Within the entries that follow, report how many lines contain the word "descendants", giving the number by itself.

Dataset entries:
- Opening Delimiter -

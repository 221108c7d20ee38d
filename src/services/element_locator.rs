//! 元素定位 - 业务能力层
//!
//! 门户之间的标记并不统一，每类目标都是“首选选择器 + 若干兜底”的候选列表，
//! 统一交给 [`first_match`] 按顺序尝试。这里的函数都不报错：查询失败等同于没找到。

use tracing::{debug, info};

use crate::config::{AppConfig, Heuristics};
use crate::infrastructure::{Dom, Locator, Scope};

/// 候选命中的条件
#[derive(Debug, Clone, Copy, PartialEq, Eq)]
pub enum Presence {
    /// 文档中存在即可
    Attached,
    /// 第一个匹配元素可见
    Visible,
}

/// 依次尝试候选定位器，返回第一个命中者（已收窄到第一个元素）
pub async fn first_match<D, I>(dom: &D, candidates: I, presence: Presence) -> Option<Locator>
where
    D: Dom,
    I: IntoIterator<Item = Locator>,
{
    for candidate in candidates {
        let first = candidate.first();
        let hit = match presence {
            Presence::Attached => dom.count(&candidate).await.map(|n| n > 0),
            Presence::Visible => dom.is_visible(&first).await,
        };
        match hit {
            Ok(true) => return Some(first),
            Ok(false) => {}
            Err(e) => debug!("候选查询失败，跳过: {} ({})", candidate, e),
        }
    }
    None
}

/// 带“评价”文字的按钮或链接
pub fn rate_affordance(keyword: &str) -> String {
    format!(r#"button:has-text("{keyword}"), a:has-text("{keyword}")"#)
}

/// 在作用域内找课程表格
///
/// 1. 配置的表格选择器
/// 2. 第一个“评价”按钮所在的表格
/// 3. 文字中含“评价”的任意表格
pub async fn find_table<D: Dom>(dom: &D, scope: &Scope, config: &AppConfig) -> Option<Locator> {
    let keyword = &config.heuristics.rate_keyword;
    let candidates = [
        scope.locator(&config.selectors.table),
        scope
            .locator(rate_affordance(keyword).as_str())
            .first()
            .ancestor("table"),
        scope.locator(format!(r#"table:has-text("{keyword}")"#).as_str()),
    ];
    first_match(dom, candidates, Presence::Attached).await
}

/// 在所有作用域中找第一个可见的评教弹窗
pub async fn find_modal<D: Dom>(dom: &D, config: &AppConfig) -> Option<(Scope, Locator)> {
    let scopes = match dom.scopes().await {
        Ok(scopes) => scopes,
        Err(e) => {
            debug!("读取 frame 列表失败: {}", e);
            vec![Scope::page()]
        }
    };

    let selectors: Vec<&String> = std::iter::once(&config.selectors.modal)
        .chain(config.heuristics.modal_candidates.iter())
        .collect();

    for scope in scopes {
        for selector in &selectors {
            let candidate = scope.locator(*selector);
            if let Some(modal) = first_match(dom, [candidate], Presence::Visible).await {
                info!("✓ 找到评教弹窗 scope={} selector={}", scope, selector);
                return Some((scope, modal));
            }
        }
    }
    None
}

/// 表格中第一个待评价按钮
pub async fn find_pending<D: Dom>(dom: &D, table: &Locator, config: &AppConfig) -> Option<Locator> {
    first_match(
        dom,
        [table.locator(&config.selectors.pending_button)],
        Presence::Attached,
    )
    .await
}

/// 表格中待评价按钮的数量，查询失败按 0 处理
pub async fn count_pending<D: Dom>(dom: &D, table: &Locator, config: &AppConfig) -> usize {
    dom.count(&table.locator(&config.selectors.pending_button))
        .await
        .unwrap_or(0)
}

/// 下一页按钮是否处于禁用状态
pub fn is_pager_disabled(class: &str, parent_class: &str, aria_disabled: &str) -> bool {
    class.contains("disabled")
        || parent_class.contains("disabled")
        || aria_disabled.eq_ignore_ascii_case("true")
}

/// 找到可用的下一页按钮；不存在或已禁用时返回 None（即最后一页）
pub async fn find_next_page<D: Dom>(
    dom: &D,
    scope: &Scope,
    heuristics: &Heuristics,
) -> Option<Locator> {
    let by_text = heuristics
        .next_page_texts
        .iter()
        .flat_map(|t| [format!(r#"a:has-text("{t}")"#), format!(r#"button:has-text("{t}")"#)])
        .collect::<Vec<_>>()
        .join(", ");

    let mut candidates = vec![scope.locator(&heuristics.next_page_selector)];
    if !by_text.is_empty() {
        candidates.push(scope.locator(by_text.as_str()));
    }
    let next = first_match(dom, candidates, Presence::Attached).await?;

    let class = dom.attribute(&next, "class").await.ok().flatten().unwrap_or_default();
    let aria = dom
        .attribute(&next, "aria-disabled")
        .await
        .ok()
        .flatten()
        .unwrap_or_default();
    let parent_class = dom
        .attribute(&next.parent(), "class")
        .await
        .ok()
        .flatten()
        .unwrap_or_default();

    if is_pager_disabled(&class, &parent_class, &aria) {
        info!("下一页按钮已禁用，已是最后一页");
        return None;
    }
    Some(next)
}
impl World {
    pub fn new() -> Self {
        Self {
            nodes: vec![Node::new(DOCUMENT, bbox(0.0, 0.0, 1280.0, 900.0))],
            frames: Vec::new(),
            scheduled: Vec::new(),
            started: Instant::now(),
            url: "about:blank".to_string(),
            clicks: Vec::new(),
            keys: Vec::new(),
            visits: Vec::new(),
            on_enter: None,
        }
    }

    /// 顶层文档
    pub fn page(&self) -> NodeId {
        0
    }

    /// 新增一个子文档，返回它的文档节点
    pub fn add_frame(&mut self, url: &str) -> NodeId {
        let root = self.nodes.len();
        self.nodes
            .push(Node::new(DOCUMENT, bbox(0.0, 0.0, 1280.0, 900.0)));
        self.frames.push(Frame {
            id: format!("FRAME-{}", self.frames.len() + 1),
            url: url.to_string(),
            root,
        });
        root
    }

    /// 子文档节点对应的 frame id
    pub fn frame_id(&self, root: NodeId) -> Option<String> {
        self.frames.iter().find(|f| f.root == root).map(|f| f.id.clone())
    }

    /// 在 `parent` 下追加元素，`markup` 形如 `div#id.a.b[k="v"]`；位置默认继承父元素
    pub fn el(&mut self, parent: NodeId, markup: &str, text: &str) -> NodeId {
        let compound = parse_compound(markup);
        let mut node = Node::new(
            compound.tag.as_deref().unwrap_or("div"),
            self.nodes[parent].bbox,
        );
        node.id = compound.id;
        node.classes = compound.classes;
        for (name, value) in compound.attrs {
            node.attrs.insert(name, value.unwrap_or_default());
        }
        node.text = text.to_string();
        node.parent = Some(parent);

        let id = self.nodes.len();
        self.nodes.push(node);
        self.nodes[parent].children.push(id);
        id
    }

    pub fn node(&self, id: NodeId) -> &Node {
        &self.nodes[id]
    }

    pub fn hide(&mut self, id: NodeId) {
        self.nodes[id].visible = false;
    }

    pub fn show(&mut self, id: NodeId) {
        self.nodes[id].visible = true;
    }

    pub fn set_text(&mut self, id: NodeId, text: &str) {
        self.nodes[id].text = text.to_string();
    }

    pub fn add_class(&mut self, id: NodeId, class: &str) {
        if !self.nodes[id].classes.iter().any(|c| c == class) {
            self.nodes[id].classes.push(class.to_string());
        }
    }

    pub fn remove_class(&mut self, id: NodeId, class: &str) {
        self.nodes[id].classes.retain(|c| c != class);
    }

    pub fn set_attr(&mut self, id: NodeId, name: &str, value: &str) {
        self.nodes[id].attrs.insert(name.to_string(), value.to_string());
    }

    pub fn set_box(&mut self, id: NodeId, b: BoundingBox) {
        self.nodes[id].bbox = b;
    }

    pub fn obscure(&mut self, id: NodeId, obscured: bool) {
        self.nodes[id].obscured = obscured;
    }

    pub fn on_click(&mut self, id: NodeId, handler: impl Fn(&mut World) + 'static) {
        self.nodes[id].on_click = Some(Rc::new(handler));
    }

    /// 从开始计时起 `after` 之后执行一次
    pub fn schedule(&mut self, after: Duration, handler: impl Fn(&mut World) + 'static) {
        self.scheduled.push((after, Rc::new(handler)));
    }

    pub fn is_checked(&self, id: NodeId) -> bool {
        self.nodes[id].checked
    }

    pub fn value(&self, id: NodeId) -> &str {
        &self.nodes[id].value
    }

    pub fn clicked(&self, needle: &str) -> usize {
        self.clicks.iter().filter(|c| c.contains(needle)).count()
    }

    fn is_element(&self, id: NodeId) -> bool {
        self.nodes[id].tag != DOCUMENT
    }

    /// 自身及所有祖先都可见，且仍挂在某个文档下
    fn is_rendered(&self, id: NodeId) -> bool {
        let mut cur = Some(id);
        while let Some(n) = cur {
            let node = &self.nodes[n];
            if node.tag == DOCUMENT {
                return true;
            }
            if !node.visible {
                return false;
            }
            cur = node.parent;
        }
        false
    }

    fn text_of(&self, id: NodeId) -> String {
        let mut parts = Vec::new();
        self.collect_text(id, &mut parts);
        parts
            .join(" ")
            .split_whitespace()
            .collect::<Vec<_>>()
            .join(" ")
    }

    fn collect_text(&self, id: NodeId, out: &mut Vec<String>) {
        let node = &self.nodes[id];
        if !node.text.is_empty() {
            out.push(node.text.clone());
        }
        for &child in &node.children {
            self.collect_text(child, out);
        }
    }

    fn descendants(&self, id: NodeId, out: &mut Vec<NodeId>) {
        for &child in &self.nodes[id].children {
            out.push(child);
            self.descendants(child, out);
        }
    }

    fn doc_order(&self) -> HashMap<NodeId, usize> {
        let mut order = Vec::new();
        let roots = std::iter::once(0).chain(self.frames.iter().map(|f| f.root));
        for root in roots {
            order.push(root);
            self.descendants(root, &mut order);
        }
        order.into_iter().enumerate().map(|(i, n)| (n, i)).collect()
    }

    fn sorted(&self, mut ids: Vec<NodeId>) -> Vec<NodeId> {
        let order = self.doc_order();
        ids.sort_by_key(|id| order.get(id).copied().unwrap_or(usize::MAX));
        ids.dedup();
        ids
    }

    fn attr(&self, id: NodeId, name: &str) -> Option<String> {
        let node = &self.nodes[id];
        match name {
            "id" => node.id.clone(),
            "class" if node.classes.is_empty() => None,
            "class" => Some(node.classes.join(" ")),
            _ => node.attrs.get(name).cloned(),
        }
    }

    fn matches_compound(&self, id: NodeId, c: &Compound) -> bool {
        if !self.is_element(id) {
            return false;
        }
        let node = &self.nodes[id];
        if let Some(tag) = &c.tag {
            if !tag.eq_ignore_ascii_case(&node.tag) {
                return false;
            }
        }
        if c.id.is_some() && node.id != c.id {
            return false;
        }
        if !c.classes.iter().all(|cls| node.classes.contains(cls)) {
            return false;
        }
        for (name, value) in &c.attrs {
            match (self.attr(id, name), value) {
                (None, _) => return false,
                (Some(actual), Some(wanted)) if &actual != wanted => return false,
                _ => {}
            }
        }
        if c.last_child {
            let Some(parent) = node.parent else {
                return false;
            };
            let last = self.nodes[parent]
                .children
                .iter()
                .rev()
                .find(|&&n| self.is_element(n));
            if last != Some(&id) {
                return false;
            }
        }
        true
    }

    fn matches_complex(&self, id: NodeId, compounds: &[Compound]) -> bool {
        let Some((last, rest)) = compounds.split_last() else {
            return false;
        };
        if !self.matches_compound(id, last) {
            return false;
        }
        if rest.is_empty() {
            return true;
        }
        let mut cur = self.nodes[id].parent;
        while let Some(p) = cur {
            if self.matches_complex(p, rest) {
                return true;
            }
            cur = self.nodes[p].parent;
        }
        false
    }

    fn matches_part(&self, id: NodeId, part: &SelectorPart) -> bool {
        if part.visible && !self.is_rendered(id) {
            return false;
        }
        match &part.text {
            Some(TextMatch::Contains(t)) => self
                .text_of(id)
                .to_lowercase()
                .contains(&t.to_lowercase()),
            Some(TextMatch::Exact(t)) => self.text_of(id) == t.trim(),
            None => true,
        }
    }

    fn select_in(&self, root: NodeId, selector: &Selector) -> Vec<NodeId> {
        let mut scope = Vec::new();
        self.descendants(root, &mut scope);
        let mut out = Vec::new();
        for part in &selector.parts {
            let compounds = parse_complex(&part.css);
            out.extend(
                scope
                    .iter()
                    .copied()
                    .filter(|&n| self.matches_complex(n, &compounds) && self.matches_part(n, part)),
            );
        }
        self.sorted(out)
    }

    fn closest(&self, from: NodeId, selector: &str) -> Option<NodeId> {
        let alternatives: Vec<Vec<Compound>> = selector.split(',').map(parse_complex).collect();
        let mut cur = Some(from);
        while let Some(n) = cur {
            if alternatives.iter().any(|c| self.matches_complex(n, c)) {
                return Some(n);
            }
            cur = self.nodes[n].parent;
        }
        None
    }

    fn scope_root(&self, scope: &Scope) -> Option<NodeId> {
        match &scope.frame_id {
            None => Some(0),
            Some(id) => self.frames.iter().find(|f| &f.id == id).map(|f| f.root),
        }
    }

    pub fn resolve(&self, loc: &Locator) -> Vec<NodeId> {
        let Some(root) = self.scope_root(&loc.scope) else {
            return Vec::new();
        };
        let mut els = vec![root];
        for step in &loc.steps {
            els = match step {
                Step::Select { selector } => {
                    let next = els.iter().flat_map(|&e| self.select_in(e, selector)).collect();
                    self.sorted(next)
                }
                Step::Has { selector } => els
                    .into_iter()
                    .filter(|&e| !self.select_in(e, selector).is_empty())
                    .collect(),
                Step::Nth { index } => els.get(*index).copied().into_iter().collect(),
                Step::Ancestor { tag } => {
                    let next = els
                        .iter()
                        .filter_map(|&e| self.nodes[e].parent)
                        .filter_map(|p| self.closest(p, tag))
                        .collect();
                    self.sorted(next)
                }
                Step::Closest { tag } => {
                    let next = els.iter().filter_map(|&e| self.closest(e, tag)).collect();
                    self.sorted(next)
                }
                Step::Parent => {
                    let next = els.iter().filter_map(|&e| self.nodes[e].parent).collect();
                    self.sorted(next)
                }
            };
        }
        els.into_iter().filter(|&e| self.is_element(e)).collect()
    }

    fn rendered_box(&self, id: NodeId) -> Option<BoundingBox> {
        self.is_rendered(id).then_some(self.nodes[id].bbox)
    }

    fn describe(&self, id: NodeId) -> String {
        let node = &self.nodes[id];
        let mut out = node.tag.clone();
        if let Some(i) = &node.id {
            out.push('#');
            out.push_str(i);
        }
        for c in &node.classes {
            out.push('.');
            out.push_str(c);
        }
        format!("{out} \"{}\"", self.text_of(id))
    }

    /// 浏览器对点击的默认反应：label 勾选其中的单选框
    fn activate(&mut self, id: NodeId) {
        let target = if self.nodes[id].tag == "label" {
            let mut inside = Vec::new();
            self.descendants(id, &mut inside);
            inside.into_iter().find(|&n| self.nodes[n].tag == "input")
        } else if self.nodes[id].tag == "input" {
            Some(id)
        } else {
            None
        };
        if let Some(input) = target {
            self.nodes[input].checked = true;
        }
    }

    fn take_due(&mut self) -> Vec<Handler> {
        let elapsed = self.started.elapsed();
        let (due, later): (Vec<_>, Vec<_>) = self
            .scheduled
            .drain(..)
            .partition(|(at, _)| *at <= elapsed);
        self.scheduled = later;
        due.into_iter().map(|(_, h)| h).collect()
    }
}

- Closing Delimiter -

### [Result]
5